KTM is in a hurry. A hurry to become competitive in MotoGP with riders Pol Espargaró and Bradley Smith. Up to this point, KTM has only raced a four-cylinder engine with a “Screamer” firing order, i.e., combustion events equally spaced for each of the four cylinders. KTM is alone in using the Screamer engine. All of the other manufacturers have gone to a “Big Bang” firing order for MotoGP. This means, simply, that the combustion events are spaced unevenly, and even grouped, among the cylinders, in order to create more space between combustion events. Most teams believe this improves traction during acceleration and even tire life. Honda is the most recent convert.

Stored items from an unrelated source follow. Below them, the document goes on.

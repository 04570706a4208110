//! Completion listener service for first blood awards.
//!
//! Wires the arbitrator to the host's completion notifications. The host
//! publishes each confirmed solve on NATS; the listener acknowledges it
//! immediately, arbitrates on a spawned task, and announces new awards.
//!
//! # Startup Sequence
//!
//! 1. Load configuration from `firstblood-config.yaml`
//! 2. Initialize structured logging (tracing)
//! 3. Connect to `PostgreSQL` and run migrations
//! 4. Build the configured award store (and connect to Dragonfly if needed)
//! 5. Connect to NATS and subscribe to completions
//! 6. Route notifications until the subscription ends or Ctrl-C
//! 7. Wait for in-flight arbitrations, then flush NATS and close the pools

mod error;
mod nats;
mod store;

use std::path::PathBuf;
use std::sync::Arc;

use firstblood_core::config::{LogFormat, LoggingConfig};
use firstblood_core::{Arbitrator, AwardStore, CompletionListener, FirstBloodConfig, OutcomeSink};
use firstblood_db::{PostgresConfig, PostgresPool};
use firstblood_types::CompletionNotification;
use futures::StreamExt as _;
use tokio::task::JoinHandle;
use tracing::{info, warn};
use tracing_subscriber::EnvFilter;

use crate::error::ListenerError;
use crate::nats::{AwardPublisher, CompletionAck, NatsClient};
use crate::store::ConfiguredStore;

/// Default configuration file, relative to the working directory.
const DEFAULT_CONFIG_PATH: &str = "firstblood-config.yaml";

type Listener = CompletionListener<ConfiguredStore, AwardPublisher>;

/// Application entry point.
///
/// # Errors
///
/// Returns an error if any initialization step fails. Individual
/// arbitration failures never end the process.
#[tokio::main]
async fn main() -> Result<(), Box<dyn std::error::Error>> {
    // 1. Load configuration.
    let config = load_config()?;

    // 2. Initialize structured logging.
    init_tracing(&config.logging);
    info!(
        challenge_types = ?config.challenge_types,
        strategy = ?config.arbitration.strategy,
        award_value = config.award.value,
        "firstblood-listener starting"
    );

    // 3. Connect to PostgreSQL.
    let postgres =
        PostgresPool::connect(&PostgresConfig::from_infrastructure(&config.infrastructure))
            .await?;
    if config.infrastructure.run_migrations {
        postgres.run_migrations().await?;
    }

    // 4. Build the award store and arbitrator.
    let store =
        ConfiguredStore::connect(&postgres, &config.arbitration, &config.infrastructure).await?;
    let arbitrator = Arc::new(Arbitrator::new(store.clone(), config.award.clone()));

    // 5. Connect to NATS.
    let nats = NatsClient::connect(&config.infrastructure.nats_url).await?;
    let publisher = Arc::new(nats.award_publisher(&config.notifications.award_subject_prefix));
    let listener = CompletionListener::new(
        arbitrator,
        config.challenge_types.iter().cloned(),
        publisher,
    );
    let mut completions = nats
        .subscribe_completions(&config.notifications.completion_subject)
        .await?;

    // 6. Route notifications.
    info!("listening for completions");
    let mut in_flight: Vec<JoinHandle<()>> = Vec::new();
    loop {
        tokio::select! {
            message = completions.next() => {
                let Some(message) = message else {
                    warn!("completion subscription closed");
                    break;
                };
                in_flight.retain(|task| !task.is_finished());
                in_flight.extend(handle_message(&nats, &listener, message).await);
            }
            signal = tokio::signal::ctrl_c() => {
                if let Err(e) = signal {
                    warn!(error = %e, "failed to listen for shutdown signal");
                }
                info!("shutdown signal received");
                break;
            }
        }
    }

    // 7. Shut down. Arbitrations and their award announcements finish
    // before the connections they use are closed.
    drain(in_flight).await;
    nats.flush().await;
    postgres.close().await;
    store.close().await;
    info!("firstblood-listener shutdown complete");

    Ok(())
}

/// Start arbitration for one message and acknowledge it. Returns the
/// arbitration task, if one was spawned.
async fn handle_message(
    nats: &NatsClient,
    listener: &Listener,
    message: async_nats::Message,
) -> Option<JoinHandle<()>> {
    let (ack, task) = dispatch(listener, &message.subject, &message.payload);
    if let Some(reply) = message.reply {
        nats.acknowledge(reply, ack).await;
    }
    task
}

/// Parse a completion payload and hand it to the listener. Every payload
/// gets an ack, including ones that cannot be parsed.
fn dispatch<S, O>(
    listener: &CompletionListener<S, O>,
    subject: &str,
    payload: &[u8],
) -> (CompletionAck, Option<JoinHandle<()>>)
where
    S: AwardStore + 'static,
    O: OutcomeSink,
{
    match serde_json::from_slice::<CompletionNotification>(payload) {
        Ok(notification) => {
            let task = listener.on_completion(notification);
            (CompletionAck::received(task.is_some()), task)
        }
        Err(e) => {
            warn!(
                subject = subject,
                error = %e,
                "discarding malformed completion notification"
            );
            (CompletionAck::malformed(), None)
        }
    }
}

/// Wait for every arbitration task still running.
async fn drain(in_flight: Vec<JoinHandle<()>>) {
    if in_flight.is_empty() {
        return;
    }
    info!(pending = in_flight.len(), "waiting for in-flight arbitrations");
    for result in futures::future::join_all(in_flight).await {
        if let Err(e) = result {
            warn!(error = %e, "arbitration task did not complete");
        }
    }
}

/// Load configuration from `FIRSTBLOOD_CONFIG` or the default path, falling
/// back to built-in defaults (plus env overrides) when no file exists.
fn load_config() -> Result<FirstBloodConfig, ListenerError> {
    let path = std::env::var("FIRSTBLOOD_CONFIG")
        .map_or_else(|_| PathBuf::from(DEFAULT_CONFIG_PATH), PathBuf::from);
    if path.exists() {
        Ok(FirstBloodConfig::from_file(&path)?)
    } else {
        Ok(FirstBloodConfig::parse("")?)
    }
}

/// Initialize the tracing subscriber. `RUST_LOG` takes precedence over the
/// configured level.
fn init_tracing(logging: &LoggingConfig) {
    let filter =
        EnvFilter::try_from_default_env().unwrap_or_else(|_| EnvFilter::new(&logging.level));
    let builder = tracing_subscriber::fmt()
        .with_env_filter(filter)
        .with_target(true);
    match logging.format {
        LogFormat::Json => builder.json().init(),
        LogFormat::Pretty => builder.init(),
    }
}

#[cfg(test)]
#[allow(clippy::unwrap_used, clippy::expect_used)]
mod tests {
    use std::future::{self, Future};

    use firstblood_core::{ArbitrationError, AwardConfig, InMemoryAwardStore};
    use firstblood_types::ArbitrationOutcome;

    use super::*;

    struct NoSink;

    impl OutcomeSink for NoSink {
        fn on_outcome(
            &self,
            _notification: &CompletionNotification,
            _result: &Result<ArbitrationOutcome, ArbitrationError>,
        ) -> impl Future<Output = ()> + Send {
            future::ready(())
        }
    }

    fn listener() -> CompletionListener<InMemoryAwardStore, NoSink> {
        let arbitrator = Arc::new(Arbitrator::new(
            InMemoryAwardStore::new(),
            AwardConfig::default(),
        ));
        CompletionListener::new(arbitrator, ["standard"], Arc::new(NoSink))
    }

    fn payload(claimant: &str, challenge_type: &str) -> Vec<u8> {
        serde_json::to_vec(&serde_json::json!({
            "challenge": { "category": "pwn", "name": "baby-rop" },
            "claimant_id": claimant,
            "challenge_type": challenge_type,
            "solved_at": "2026-03-01T12:00:00Z"
        }))
        .unwrap()
    }

    #[tokio::test]
    async fn malformed_payload_is_acknowledged_without_arbitration() {
        let listener = listener();

        let (ack, task) = dispatch(&listener, "ctf.challenge.solved", b"{not json");

        assert_eq!(ack, CompletionAck::malformed());
        assert!(ack.acknowledged);
        assert!(task.is_none());
        assert_eq!(listener.arbitrator().store().insert_attempts(), 0);
    }

    #[tokio::test]
    async fn tracked_payload_reports_arbitrating() {
        let listener = listener();

        let (ack, task) = dispatch(&listener, "ctf.challenge.solved", &payload("A", "standard"));

        assert_eq!(ack, CompletionAck::received(true));
        drain(task.into_iter().collect()).await;
        assert_eq!(listener.arbitrator().store().awards().len(), 1);
    }

    #[tokio::test]
    async fn untracked_or_blank_payloads_are_acknowledged_only() {
        let listener = listener();

        let (untracked, task) = dispatch(&listener, "s", &payload("A", "manual"));
        assert_eq!(untracked, CompletionAck::received(false));
        assert!(task.is_none());

        let (blank, task) = dispatch(&listener, "s", &payload("  ", "standard"));
        assert_eq!(blank, CompletionAck::received(false));
        assert!(task.is_none());

        assert_eq!(listener.arbitrator().store().insert_attempts(), 0);
    }

    #[tokio::test]
    async fn drain_waits_for_every_pending_arbitration() {
        let listener = listener();
        let tasks: Vec<_> = ["A", "B", "C"]
            .into_iter()
            .filter_map(|claimant| dispatch(&listener, "s", &payload(claimant, "standard")).1)
            .collect();
        assert_eq!(tasks.len(), 3);

        drain(tasks).await;

        assert_eq!(listener.arbitrator().store().insert_attempts(), 3);
        assert_eq!(listener.arbitrator().store().awards().len(), 1);
    }
}
//! Data layer for first blood arbitration (`PostgreSQL` + `Dragonfly`).
//!
//! `PostgreSQL` holds the `awards` table and its unique constraint on
//! (`category`, `name`), the authoritative guard against duplicate awards.
//! `Dragonfly` is only used by the lock-based store.
//!
//! # Stores
//!
//! ```text
//! Arbitrator
//!     |
//!     +-- PgAwardStore       (INSERT ... SELECT ... WHERE NOT EXISTS, own transaction)
//!     |
//!     +-- LockedAwardStore   (Dragonfly lock -> SELECT -> INSERT -> unlock)
//! ```
//!
//! # Modules
//!
//! - [`postgres`] -- `PostgreSQL` connection pool, configuration, migrations
//! - [`award_store`] -- Conditional insert and award queries
//! - [`dragonfly`] -- `Dragonfly` per-key locks
//! - [`locked_store`] -- Lock-based store
//! - [`error`] -- Shared error types

pub mod award_store;
pub mod dragonfly;
pub mod error;
pub mod locked_store;
pub mod postgres;

// Re-export primary types for convenience.
pub use award_store::{AwardRow, PgAwardStore};
pub use dragonfly::DragonflyPool;
pub use error::DbError;
pub use locked_store::LockedAwardStore;
pub use postgres::{PostgresConfig, PostgresPool};
//! Award store guarded by a per-challenge `Dragonfly` lock.
//!
//! The alternative to the single-statement conditional insert: take an
//! exclusive lock keyed by the award key, read, insert if absent, and
//! release the lock whatever happened. The unique constraint on `awards`
//! still rejects a duplicate if a lock expires mid-write.

use std::time::Duration;

use firstblood_core::{AwardStore, InsertOutcome, StoreError};
use firstblood_types::{AwardKey, AwardRecord, NewAward};
use tokio::time::Instant;
use uuid::Uuid;

use crate::award_store::PgAwardStore;
use crate::dragonfly::{lock_key, DragonflyPool};
use crate::error::DbError;

/// Pause between attempts on a busy lock.
const LOCK_RETRY_INTERVAL: Duration = Duration::from_millis(20);

/// Read-check-write under an exclusive per-key lock.
#[derive(Clone)]
pub struct LockedAwardStore {
    awards: PgAwardStore,
    locks: DragonflyPool,
    lock_ttl: Duration,
    lock_wait: Duration,
}

impl LockedAwardStore {
    /// Create a locked store.
    ///
    /// `lock_ttl` must exceed the longest expected write; `lock_wait` bounds
    /// how long a caller queues behind another holder.
    pub const fn new(
        awards: PgAwardStore,
        locks: DragonflyPool,
        lock_ttl: Duration,
        lock_wait: Duration,
    ) -> Self {
        Self {
            awards,
            locks,
            lock_ttl,
            lock_wait,
        }
    }

    /// The underlying `PostgreSQL` store.
    pub const fn awards(&self) -> &PgAwardStore {
        &self.awards
    }

    /// The `Dragonfly` lock handle.
    pub const fn locks(&self) -> &DragonflyPool {
        &self.locks
    }

    async fn acquire(&self, key: &str, token: &str) -> Result<(), DbError> {
        let deadline = Instant::now()
            .checked_add(self.lock_wait)
            .unwrap_or_else(Instant::now);

        loop {
            if self.locks.try_lock(key, token, self.lock_ttl).await? {
                return Ok(());
            }
            if Instant::now() >= deadline {
                return Err(DbError::LockTimeout {
                    key: key.to_owned(),
                });
            }
            tokio::time::sleep(LOCK_RETRY_INTERVAL).await;
        }
    }

    async fn read_check_write(&self, award: &NewAward) -> Result<Option<AwardRecord>, DbError> {
        if self.awards.get_award(&award.key()).await?.is_some() {
            return Ok(None);
        }
        self.awards.insert_award(award).await
    }
}

impl AwardStore for LockedAwardStore {
    async fn insert_if_absent(&self, award: &NewAward) -> Result<InsertOutcome, StoreError> {
        let key = lock_key(&award.key());
        let token = Uuid::now_v7().to_string();

        self.acquire(&key, &token).await?;

        let result = self.read_check_write(award).await;

        match self.locks.unlock(&key, &token).await {
            Ok(true) => {}
            Ok(false) => tracing::warn!(lock = key, "Award lock expired before release"),
            Err(e) => tracing::warn!(lock = key, error = %e, "Failed to release award lock"),
        }

        let inserted = result?;
        Ok(inserted.map_or(InsertOutcome::AlreadyPresent, InsertOutcome::Inserted))
    }

    async fn find_award(&self, key: &AwardKey) -> Result<Option<AwardRecord>, StoreError> {
        Ok(self.awards.get_award(key).await?)
    }
}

Apparently, KTM has only tested its new Big Bang engine once, and that would be at this week’s private test at Le Mans. It would be quite ambitious to put the engine in a race this soon, but according to rider quotes (both Espargaró and Smith, as well as team test rider Mika Callio tested the Big Bang engine at Le Mans) that is precisely what KTM is considering. It will be no secret if they do, because the engine will sound distinctly different from a Screamer. We shall soon see.

37 Comments

  1. Fred says:

    Big Bang alright – Banged right off the track in the Race !

  2. BrianJ says:

    Just clowning around… But, it would be nice if this website would provide some coverage for the dirt bike crowd similar to what they do for the road goers. After all, it is called ‘Motorcycle Daily’. Myself, I really enjoy the new models, prototypes, customs articles they do here. Things that I would otherwise never see or hear about. Maybe do the same for dirt bikes. There is a lot going on in China, India, and Europe we never hear about.

  3. Troy F Collins says:

    The term big bang is perhaps used too often..but more space between firing pulses is a correct way to explain it…..with 90 deg V fours the crank throws can be 180deg from each other..that mimics a inline four..aka screamer Or conversely the throws can be aligned as one.. so all pistons rise and fall at the same time…aka 360 deg or droner basically like two Vtwins A cross plane inline four still fires evenly but phases the throws so that the companion piston is halfway up the bore instead of bottom or top …this cancels out the extra torque effect know as inertial torque…the object of the game here is not more power…but allowing for the tires contact patch to recover from each power pulse and make the bike more forgiving under power

    With V fours it gets more complicated when using the narrow angles like the Aprilia etc…with regards to firing orders…but generally are droners

    The current RCV and the Ducati are 90 deg fours…and to get them compact..are amazing marvels of engineering…for eg the exhaust valves are shorter..and the cam covers are angled….so the engine can be rotated to the correct orientation in the chassis

  4. Curly says:

    And it’s working for them. They are just a second off of the Li’l Danny’s pole time. They’ll post some top ten finishes before the end of the season.

  5. Provologna says:

    Norm or anyone with knowledge of firing order options,
    Is virtually any firing order possible by simply changing the point where the conrod joins the crank? Has any designer experimented with firing orders related to the Golden Ratio? If yes, what were the results?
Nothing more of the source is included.